"Sixteen million," she repeated.
"Really," I deadpanned.
"Says right here in the New York Times. Sixteen million, seven hundred thousand people sat in front of their televisions and watched those celebrities on CBS twirl," she asserted.
"It's an estimate," I said.
"No, it's a count," she replied with conviction.
At this point I had to make a decision. I could not have cared less what she thought. But while waiting on the tarmac before takeoff, she had told me in great detail how she was recently promoted to be the head of all advertising for her organization. Her business card stated she was an EVP with a well known, Fortune 50 company. We had talked briefly about online and on-demand television strategy. Could she really be that ill-informed? I must have misunderstood her. Or perhaps she was joking.
"Did anyone call you?" I asked with a smile. "I don't take phone calls after eight o'clock," she said.
"So you weren't counted?" I teased.
"Oh, they know that you're watching," she assured me.
"Nielsen." She was starting to scare me.
"I wouldn't be so sure about that," I said.
"They get the data from my television, they get data from the others." Now at this point, I had a sinking feeling she might actually be a member of a Nielsen panel -- which would explain a great deal and make me feel a little sheepish to boot.
"Oh, so you are a Nielsen family?" I offered.
"No," she said. "My name is not Nielsen. I gave you my card. It is Swanson," she spat indignantly.
"I am sorry," I began. "What I meant to ask was, 'Did the Nielsen Company recruit you to be a member of the television panel?'"
"I would never participate in such a thing. Don't be ridiculous."
"But I thought you said they were connected to your television--" It was my turn to be confused.
"Yes. I have cable. Nielsen knows everything I watch. They get my television data from Time Warner. Yours comes from Comcast or DirecTV or whoever."
"Really?" I said.
"Yes. This is what I've been telling you." She shook the copy of the New York Times in her hand. "Sixteen million, seven hundred thousand viewers watched 'Dancing With the Stars' on CBS." I decided she was a lost cause. But I could correct her on another point.
"Ahhh," I began. "But you know, the show airs on ABC."
"You want some cream?" she asked, obviously confused.
"Yes. Three creams, please." I quipped.
"What are you going to do with the cream?" she said looking at me as if she had just discovered that I was some sort of criminal.
"I drink it straight," I said. "Calms my nerves."
"That's not healthy," she said. "You're going to have to ask the attendant for it yourself."
"Thank you anyway. I'm feeling better already," I said as I pulled my Bose headphones from my bag and dove back into my book.
While not an official polling, this particular conversation is not atypical of those I routinely engage in. My experiences indicate that most reasonably educated people -- even industry people -- believe Nielsen counts viewers. How is this possible? If you look up the Timesarticle to which my seatmate was referring, you will find the word estimates once, as in "according to Nielsen estimates." At the same time, you will find the number of viewers for a program listed fourteen times, as in "The CW's 'Gossip Girl' earned 3.3 million viewers."
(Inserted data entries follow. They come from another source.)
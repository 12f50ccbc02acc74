//! Monthly dashboard: income and expense totals, cash in hand, per-category spend and budget.
//!
//! Failures are handled at three levels. A single category total that fails is logged and left
//! out of the summary. A failed primary total (income, expense or count) sets
//! `DashboardState::is_error`. A rejected session (HTTP 401) aborts with an error after the
//! `SessionGuard` has cleared the session.

use crate::api::{Api, ApiError, ApiResponse, ApiResult, Session};
use crate::model::{Amount, Category, CategorySummary, Month, TransactionType};
use crate::Result;
use anyhow::bail;
use serde::Serialize;
use std::sync::Arc;
use tokio::sync::Semaphore;
use tokio::task::JoinSet;
use tracing::{debug, warn};

/// Everything the dashboard displays for one month.
#[derive(Debug, Clone, PartialEq, Eq, Serialize)]
pub struct DashboardState {
    pub month: Month,
    pub total_income: Amount,
    pub total_expense: Amount,
    pub no_of_transactions: u64,
    pub category_summary: Vec<CategorySummary>,
    pub budget: Amount,
    pub is_loading: bool,
    pub is_error: bool,
}

impl DashboardState {
    fn new(month: Month) -> Self {
        Self {
            month,
            total_income: Amount::ZERO,
            total_expense: Amount::ZERO,
            no_of_transactions: 0,
            category_summary: Vec::new(),
            budget: Amount::ZERO,
            is_loading: false,
            is_error: false,
        }
    }

    /// Income minus expense when that is positive, otherwise zero.
    pub fn cash_in_hand(&self) -> Amount {
        cash_in_hand(self.total_income, self.total_expense)
    }
}

/// `max(income - expense, 0)`, rounded to two decimal places.
pub fn cash_in_hand(income: Amount, expense: Amount) -> Amount {
    if income > expense {
        (income - expense).rounded()
    } else {
        Amount::ZERO
    }
}

/// Holds the dashboard state for one user and month and knows how to refresh it.
pub struct Dashboard {
    api: Arc<dyn Api>,
    session: Session,
    concurrency: usize,
    categories: Option<Vec<Category>>,
    state: DashboardState,
}

impl Dashboard {
    /// `concurrency` bounds how many per-category requests are in flight at once.
    pub fn new(api: Arc<dyn Api>, session: Session, month: Month, concurrency: usize) -> Self {
        Self {
            api,
            session,
            concurrency: concurrency.max(1),
            categories: None,
            state: DashboardState::new(month),
        }
    }

    pub fn state(&self) -> &DashboardState {
        &self.state
    }

    pub fn into_state(self) -> DashboardState {
        self.state
    }

    /// Switches to `month` and reloads everything.
    pub async fn set_month(&mut self, month: Month) -> Result<()> {
        self.state = DashboardState::new(month);
        self.load().await
    }

    /// Refreshes the totals, the category summary and the budget.
    pub async fn load(&mut self) -> Result<()> {
        self.state.is_loading = true;
        self.state.is_error = false;
        let result = self.load_inner().await;
        self.state.is_loading = false;
        result
    }

    async fn load_inner(&mut self) -> Result<()> {
        self.refresh_totals().await?;
        if self.ensure_categories().await? {
            self.refresh_category_summary().await?;
        }
        self.refresh_budget().await
    }

    /// Fetches total income, total expense and the transaction count concurrently. Totals that
    /// succeed are applied even if another one fails.
    pub async fn refresh_totals(&mut self) -> Result<()> {
        let user_id = self.session.id();
        let month = self.state.month;
        let (income, expense, count) = tokio::join!(
            self.api
                .total_income_or_expense(user_id, TransactionType::Income, month),
            self.api
                .total_income_or_expense(user_id, TransactionType::Expense, month),
            self.api.total_no_of_transactions(user_id, month),
        );

        if let Some(r) = self.tolerate("total income", income)? {
            if r.is_success() {
                self.state.total_income = r.response.unwrap_or_default().rounded();
            }
        }
        if let Some(r) = self.tolerate("total expense", expense)? {
            if r.is_success() {
                self.state.total_expense = r.response.unwrap_or_default().rounded();
            }
        }
        if let Some(r) = self.tolerate("transaction count", count)? {
            if r.is_success() {
                self.state.no_of_transactions = r.response.unwrap_or_default();
            }
        }
        Ok(())
    }

    /// Loads the category list once. Returns false if it is unavailable, in which case the
    /// category summary is skipped.
    async fn ensure_categories(&mut self) -> Result<bool> {
        if self.categories.is_some() {
            return Ok(true);
        }
        match self.api.categories().await {
            Ok(r) => match r.success() {
                Some(categories) => {
                    debug!("Loaded {} categories", categories.len());
                    self.categories = Some(categories);
                    Ok(true)
                }
                None => {
                    warn!("The category list was not available");
                    Ok(false)
                }
            },
            Err(e) if e.is_unauthorized() => Err(e.into()),
            Err(e) => {
                warn!("Error fetching categories: {e:#}");
                Ok(false)
            }
        }
    }

    /// Rebuilds the per-category spend summary from the expense categories.
    pub async fn refresh_category_summary(&mut self) -> Result<()> {
        let categories: Vec<Category> = self
            .categories
            .iter()
            .flatten()
            .filter(|c| c.is_expense())
            .cloned()
            .collect();
        let fanout = summarize_categories(
            self.api.clone(),
            self.session.email(),
            self.state.month,
            categories,
            self.concurrency,
        )
        .await;
        if fanout.failures.iter().any(|f| f.unauthorized) {
            bail!(ApiError::Unauthorized);
        }
        self.state.category_summary = fanout.summaries;
        Ok(())
    }

    /// Fetches the month's budget. Any failure other than a rejected session resets the budget
    /// to zero.
    pub async fn refresh_budget(&mut self) -> Result<()> {
        match self.api.budget(self.state.month).await {
            Ok(r) => {
                if r.is_success() {
                    self.state.budget = r.response.unwrap_or_default();
                }
                Ok(())
            }
            Err(e) if e.is_unauthorized() => Err(e.into()),
            Err(e) => {
                debug!("Error fetching budget: {e:#}");
                self.state.budget = Amount::ZERO;
                Ok(())
            }
        }
    }

    /// Writes a new budget and then re-fetches it. A failed write sets the error flag.
    pub async fn save_budget(&mut self, amount: Amount) -> Result<()> {
        if amount.value().is_sign_negative() && !amount.is_zero() {
            bail!("A budget cannot be negative, got {amount}");
        }
        match self.api.create_budget(amount).await {
            Ok(r) if r.is_success() => {}
            Ok(r) => {
                warn!(
                    "Error saving budget: {}",
                    r.message.as_deref().unwrap_or("the server refused the request")
                );
                self.state.is_error = true;
            }
            Err(e) if e.is_unauthorized() => return Err(e.into()),
            Err(e) => {
                warn!("Error saving budget: {e:#}");
                self.state.is_error = true;
            }
        }
        self.refresh_budget().await
    }

    /// Passes through successes, turns a 401 into an error and records anything else on the
    /// shared error flag.
    fn tolerate<T>(&mut self, what: &str, result: ApiResult<T>) -> Result<Option<T>> {
        match result {
            Ok(value) => Ok(Some(value)),
            Err(e) if e.is_unauthorized() => Err(e.into()),
            Err(e) => {
                warn!("Error fetching {what}: {e:#}");
                self.state.is_error = true;
                Ok(None)
            }
        }
    }
}

/// One category whose total could not be fetched.
#[derive(Debug, Clone, PartialEq, Eq, Serialize)]
pub struct CategoryFailure {
    pub category_id: i64,
    pub name: String,
    pub error: String,
    pub unauthorized: bool,
}

/// The outcome of fetching every category total: the summaries that could be built and a log of
/// the categories that failed.
#[derive(Debug, Clone, Default, PartialEq, Eq, Serialize)]
pub struct CategoryFanout {
    pub summaries: Vec<CategorySummary>,
    pub failures: Vec<CategoryFailure>,
}

/// Fetches the month's total for each of `categories`, at most `limit` at a time.
///
/// Categories with no spend (a `null` or zero total) or a `FAILED` response are left out.
/// Summaries are returned in the order of `categories`, whatever order the requests finish in.
pub async fn summarize_categories(
    api: Arc<dyn Api>,
    email: &str,
    month: Month,
    categories: Vec<Category>,
    limit: usize,
) -> CategoryFanout {
    let semaphore = Arc::new(Semaphore::new(limit.clamp(1, Semaphore::MAX_PERMITS)));
    let mut tasks = JoinSet::new();
    for (index, category) in categories.into_iter().enumerate() {
        let api = api.clone();
        let email = email.to_string();
        let semaphore = semaphore.clone();
        tasks.spawn(async move {
            let result = match semaphore.acquire_owned().await {
                Ok(_permit) => {
                    api.total_by_category(&email, category.category_id, month)
                        .await
                }
                Err(_) => Err(ApiError::Simulated("the request limiter was closed".into())),
            };
            (index, category, result)
        });
    }

    let mut summaries: Vec<(usize, CategorySummary)> = Vec::new();
    let mut failures = Vec::new();
    while let Some(joined) = tasks.join_next().await {
        let (index, category, result): (usize, Category, ApiResult<ApiResponse<Amount>>) =
            match joined {
                Ok(outcome) => outcome,
                Err(e) => {
                    warn!("A category total task did not complete: {e}");
                    continue;
                }
            };
        match result {
            Ok(r) => match r.success() {
                Some(amount) if !amount.is_zero() => summaries.push((
                    index,
                    CategorySummary {
                        name: category.category_name,
                        amount: amount.rounded(),
                    },
                )),
                _ => {}
            },
            Err(e) => {
                warn!("Error fetching category {}: {e:#}", category.category_name);
                failures.push(CategoryFailure {
                    category_id: category.category_id,
                    name: category.category_name,
                    unauthorized: e.is_unauthorized(),
                    error: e.to_string(),
                });
            }
        }
    }

    summaries.sort_by_key(|(index, _)| *index);
    CategoryFanout {
        summaries: summaries.into_iter().map(|(_, s)| s).collect(),
        failures,
    }
}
Honestly, what was my seatmate on the plane supposed to believe? There are some who might argue that she should have known better, but the truth is the industry propagates the counting myth. We let sellers get away with posting to terribly poor data and turn up our noses at sophisticated (albeit not fully baked) data solutions from Google, TNS and Rentrak.
At the end of the day, counting is usually better than polling. When data from broadband video is available, even when it is broken into five or ten minute streams, those "tuners" are counted. When Live+ numbers are crunched, those "viewers" are estimated, and I would argue that the estimate is more like a SWAG. If the television industry is to thrive, measurement is essential. But poor measurement is worse than no measurement at all. Just ask the radio guys.